What to do ->
At the line containing "completion.target_date == after.target_date", begin retyping, and stop after the last line of the data; add nothing.

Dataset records
+---+

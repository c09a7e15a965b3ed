//! Property-based tests for cache materialization and exception precedence.

use chrono::{Days, NaiveDate, Weekday};
use lbs_core::repo::completion_repo::Completion;
use lbs_core::schedule::matcher::matches;
use lbs_core::schedule::resolver::{resolve, Disposition};
use lbs_core::service::materializer::materialize_rows;
use lbs_core::{
    DateRange, EntryOrigin, EntryStatus, ExceptionKind, NthWeekday, RecurrenceRule, Task,
    TaskException,
};
use proptest::prelude::*;
use std::collections::HashSet;
use uuid::Uuid;

const RANGE_DAYS: u64 = 62;

fn range_start() -> NaiveDate {
    NaiveDate::from_ymd_opt(2025, 1, 20).unwrap()
}

fn test_range() -> DateRange {
    let start = range_start();
    DateRange::new(start, start + Days::new(RANGE_DAYS - 1)).unwrap()
}

fn offset(days: u64) -> NaiveDate {
    range_start() + Days::new(days)
}

// ---------------------------------------------------------------------------
// Strategies
// ---------------------------------------------------------------------------

fn arb_weekday() -> impl Strategy<Value = Weekday> {
    prop_oneof![
        Just(Weekday::Mon),
        Just(Weekday::Tue),
        Just(Weekday::Wed),
        Just(Weekday::Thu),
        Just(Weekday::Fri),
        Just(Weekday::Sat),
        Just(Weekday::Sun),
    ]
}

fn arb_nth() -> impl Strategy<Value = NthWeekday> {
    prop_oneof![
        Just(NthWeekday::First),
        Just(NthWeekday::Second),
        Just(NthWeekday::Third),
        Just(NthWeekday::Fourth),
        Just(NthWeekday::Fifth),
        Just(NthWeekday::Last),
    ]
}

fn arb_rule() -> impl Strategy<Value = RecurrenceRule> {
    prop_oneof![
        (0u64..RANGE_DAYS).prop_map(|days| RecurrenceRule::once(offset(days))),
        prop::collection::vec(arb_weekday(), 1..4)
            .prop_map(|days| RecurrenceRule::weekly(days).unwrap()),
        (0u64..90, 1i64..=10).prop_map(|(days, interval)| {
            RecurrenceRule::every_n_days(range_start() - Days::new(30) + Days::new(days), interval)
                .unwrap()
        }),
        (1i64..=31).prop_map(|day| RecurrenceRule::monthly_day(day).unwrap()),
        (arb_nth(), arb_weekday())
            .prop_map(|(nth, weekday)| RecurrenceRule::MonthlyNthWeekday { nth, weekday }),
    ]
}

fn arb_context() -> impl Strategy<Value = String> {
    prop_oneof![
        Just("work".to_string()),
        Just("home".to_string()),
        Just(String::new()),
    ]
}

#[derive(Debug, Clone)]
struct TaskSpec {
    rule: RecurrenceRule,
    load: f64,
    context: String,
    active: bool,
}

fn arb_task_spec() -> impl Strategy<Value = TaskSpec> {
    (arb_rule(), 0u32..=20, arb_context(), prop::bool::weighted(0.85)).prop_map(
        |(rule, half_points, context, active)| TaskSpec {
            rule,
            load: f64::from(half_points) / 2.0,
            context,
            active,
        },
    )
}

fn arb_kind() -> impl Strategy<Value = ExceptionKind> {
    prop_oneof![
        Just(ExceptionKind::Suppress),
        (0u32..=10).prop_map(|load| ExceptionKind::OverrideLoad {
            load: f64::from(load)
        }),
        Just(ExceptionKind::ForceInclude),
    ]
}

/// `(task index, day offset, kind)`; the index is reduced modulo task count.
fn arb_exception_specs() -> impl Strategy<Value = Vec<(usize, u64, ExceptionKind)>> {
    prop::collection::vec((0usize..8, 0u64..RANGE_DAYS, arb_kind()), 0..12)
}

// ---------------------------------------------------------------------------
// Helpers
// ---------------------------------------------------------------------------

fn build(
    owner: Uuid,
    specs: &[TaskSpec],
    exception_specs: &[(usize, u64, ExceptionKind)],
) -> (Vec<Task>, Vec<TaskException>) {
    let tasks: Vec<Task> = specs
        .iter()
        .enumerate()
        .map(|(index, spec)| {
            let mut task = Task::new(owner, format!("task {index}"), spec.load, spec.rule.clone())
                .with_context(spec.context.clone());
            task.active = spec.active;
            task
        })
        .collect();

    let mut seen = HashSet::new();
    let exceptions = exception_specs
        .iter()
        .filter_map(|(index, days, kind)| {
            let task = &tasks[index % tasks.len()];
            let day = offset(*days);
            // Storage keeps one exception per task and day.
            seen.insert((task.id, day))
                .then(|| TaskException::new(owner, task.id, day, *kind))
        })
        .collect();
    (tasks, exceptions)
}

// ---------------------------------------------------------------------------
// Properties
// ---------------------------------------------------------------------------

proptest! {
    #[test]
    fn materialization_is_deterministic_sorted_and_unique(
        specs in prop::collection::vec(arb_task_spec(), 1..6),
        exception_specs in arb_exception_specs(),
    ) {
        let owner = Uuid::new_v4();
        let (tasks, exceptions) = build(owner, &specs, &exception_specs);
        let range = test_range();

        let first = materialize_rows(owner, range, &tasks, &exceptions, &[]);
        let second = materialize_rows(owner, range, &tasks, &exceptions, &[]);
        prop_assert_eq!(&first, &second);

        let mut keys = HashSet::new();
        for row in &first {
            prop_assert!(range.contains(row.target_date));
            prop_assert_eq!(row.owner_id, owner);
            prop_assert!((0.0..=10.0).contains(&row.load));
            prop_assert!(keys.insert((row.target_date, row.entry_key.clone())));
        }
        let mut sorted = first.clone();
        sorted.sort_by(|a, b| (a.target_date, &a.entry_key).cmp(&(b.target_date, &b.entry_key)));
        prop_assert_eq!(first, sorted);
    }

    #[test]
    fn without_exceptions_rows_follow_the_matcher(
        specs in prop::collection::vec(arb_task_spec(), 1..6),
    ) {
        let owner = Uuid::new_v4();
        let (tasks, _) = build(owner, &specs, &[]);
        let range = test_range();

        let rows = materialize_rows(owner, range, &tasks, &[], &[]);
        let actual: HashSet<(NaiveDate, String)> = rows
            .iter()
            .map(|row| (row.target_date, row.entry_key.clone()))
            .collect();
        let expected: HashSet<(NaiveDate, String)> = tasks
            .iter()
            .flat_map(|task| {
                range
                    .days()
                    .filter(move |day| matches(task, *day))
                    .map(move |day| (day, task.entry_key()))
            })
            .collect();
        prop_assert_eq!(actual, expected);
        prop_assert!(rows.iter().all(|row| row.origin == EntryOrigin::Rule));
    }

    #[test]
    fn suppress_always_wins(
        spec in arb_task_spec(),
        mut kinds in prop::collection::vec(arb_kind(), 0..4),
        position in 0usize..5,
        rule_matched in any::<bool>(),
    ) {
        let task = Task::new(Uuid::new_v4(), "any", spec.load, spec.rule);
        kinds.insert(position.min(kinds.len()), ExceptionKind::Suppress);
        prop_assert_eq!(resolve(&task, &kinds, rule_matched), Disposition::Absent);
    }

    #[test]
    fn suppressed_days_never_produce_rows(
        specs in prop::collection::vec(arb_task_spec(), 1..6),
        exception_specs in arb_exception_specs(),
    ) {
        let owner = Uuid::new_v4();
        let (tasks, exceptions) = build(owner, &specs, &exception_specs);
        let rows = materialize_rows(owner, test_range(), &tasks, &exceptions, &[]);

        for exception in exceptions.iter().filter(|e| e.kind == ExceptionKind::Suppress) {
            let key = exception.task_id.to_string();
            prop_assert!(!rows
                .iter()
                .any(|row| row.target_date == exception.target_date && row.entry_key == key));
        }
    }

    #[test]
    fn completions_only_change_status(
        specs in prop::collection::vec(arb_task_spec(), 1..6),
        completed_days in prop::collection::vec((0usize..8, 0u64..RANGE_DAYS), 0..10),
    ) {
        let owner = Uuid::new_v4();
        let (tasks, _) = build(owner, &specs, &[]);
        let completions: Vec<Completion> = completed_days
            .iter()
            .map(|(index, days)| Completion {
                task_id: tasks[index % tasks.len()].id,
                target_date: offset(*days),
            })
            .collect();

        let planned = materialize_rows(owner, test_range(), &tasks, &[], &[]);
        let tracked = materialize_rows(owner, test_range(), &tasks, &[], &completions);
        prop_assert_eq!(planned.len(), tracked.len());
        for (before, after) in planned.iter().zip(&tracked) {
            prop_assert_eq!(before.target_date, after.target_date);
            prop_assert_eq!(&before.entry_key, &after.entry_key);
            prop_assert_eq!(before.load, after.load);
            let done = completions.iter().any(|completion| {
                completion.target_date == after.target_date
                    && Some(completion.task_id) == after.task_id
            });
            let expected = if done { EntryStatus::Completed } else { EntryStatus::Planned };
            prop_assert_eq!(after.status, expected);
        }
    }
}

+---+

Task solution ->
                completion.target_date == after.target_date
                    && Some(completion.task_id) == after.task_id
            });
            let expected = if done { EntryStatus::Completed } else { EntryStatus::Planned };
            prop_assert_eq!(after.status, expected);
        }
    }
}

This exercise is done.